Она идёт за мной беспрекословно.
Я замедляю шаг и спрашиваю:
— Как тебя зовут?
— Анна.
— Как ты стала рабыней?
— Я родилась рабыней.
Остальное узнают мои слуги по возвращении во дворец. Я получу все сведения о ней в распечатанном виде.
Я подаю знак. Ходить по городу с рабыней не очень удобно.
— Это мои слуги, не бойся, — говорю я.
Она подчиняется и исчезает в толпе вместе с двумя телохранителями.
Мой город кажется бесконечным, но из любого его уголка видны башни Золотого Дворца. Каждый гражданин города должен помнить об Императоре.
Забывающий об Императоре серьёзно рискует своей жизнью. В глазах Императора ценность имеет лишь жизнь того, кто помнит.
Передо мной — таверна. Я захожу. Интересно, каким пойлом травят моих подданных?
У стойки есть свободные места.
— Пива.
Толстяк в переднике плюхает передо мной кружку с золотым пивом.
Производство пива национализировано. Это слишком прибыльный продукт, чтобы отдавать его в частные руки.
То, что я пью, ничем не похоже на то, что мне подают во дворце.

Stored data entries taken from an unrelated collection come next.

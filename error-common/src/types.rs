use crate::codes;
use thiserror::Error;

/// Error type shared across the SignHex access-control crates
#[derive(Error, Debug)]
pub enum SignHexError {
    /// Missing or invalid authenticated identity
    #[error("Authentication error: {0}")]
    AuthError(String),

    /// The identity is authenticated but lacks a grant
    #[error("Access denied: {action} on {subject}")]
    AuthorizationError { action: String, subject: String },

    /// Role graph store failures (network, decoding, missing roles)
    #[error("Role store error: {0}")]
    RoleStoreError(String),

    /// Role lookup by id found nothing
    #[error("Role not found: {0}")]
    RoleNotFound(String),

    /// Network communication errors
    #[error("Network error: {0}")]
    NetworkError(String),

    /// Configuration errors
    #[error("Configuration error: {0}")]
    ConfigError(String),

    /// Validation errors
    #[error("Validation error: {0}")]
    ValidationError(String),

    /// Internal system errors
    #[error("Internal error: {0}")]
    InternalError(String),

    /// Wrapped external errors
    #[error(transparent)]
    Other(#[from] anyhow::Error),
}

impl SignHexError {
    /// Stable code for operator-facing output
    pub fn code(&self) -> &'static str {
        match self {
            Self::AuthError(_) => codes::authentication::NOT_AUTHENTICATED,
            Self::AuthorizationError { .. } => codes::authorization::ACCESS_DENIED,
            Self::RoleStoreError(_) => codes::authorization::ROLE_GRAPH_UNAVAILABLE,
            Self::RoleNotFound(_) => codes::authorization::ROLE_NOT_FOUND,
            Self::NetworkError(_) => codes::internal::NETWORK_FAILURE,
            Self::ConfigError(_) => codes::configuration::INVALID_CONFIG,
            Self::ValidationError(_) => codes::validation::INVALID_INPUT,
            Self::InternalError(_) | Self::Other(_) => codes::internal::INTERNAL_ERROR,
        }
    }

    /// Short category name used as a structured log field
    pub fn error_type(&self) -> &'static str {
        match self {
            Self::AuthError(_) => "authentication",
            Self::AuthorizationError { .. } => "authorization",
            Self::RoleStoreError(_) | Self::RoleNotFound(_) => "role_store",
            Self::NetworkError(_) => "network",
            Self::ConfigError(_) => "configuration",
            Self::ValidationError(_) => "validation",
            Self::InternalError(_) | Self::Other(_) => "internal",
        }
    }

    pub fn access_denied(action: impl Into<String>, subject: impl Into<String>) -> Self {
        Self::AuthorizationError {
            action: action.into(),
            subject: subject.into(),
        }
    }
}

/// Result type alias for SignHex operations
pub type Result<T> = std::result::Result<T, SignHexError>;

/// Log an error with its code and category
pub fn log_error(context: &str, error: &SignHexError) {
    tracing::error!(
        context = context,
        error_code = error.code(),
        error_type = error.error_type(),
        error = %error,
        "SignHex error occurred"
    );
}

Я лично дегустировал все четыре вида производимого Золотыми Фабриками пива. Для меня, для Золотой Армии, для богатых слоёв населения и для нищебродов. Я знаю вкус каждого. То, что подал мне толстяк, сделано где-то в другом месте.
Я захожу за стойку. Телохранители идут за мной, я даю знак отстать.
Прохожу через дверь на кухню. Толстяк хватает меня за плечо, я втаскиваю его в проём и опрокидываю на пол. Ему в лоб смотрит пистолет.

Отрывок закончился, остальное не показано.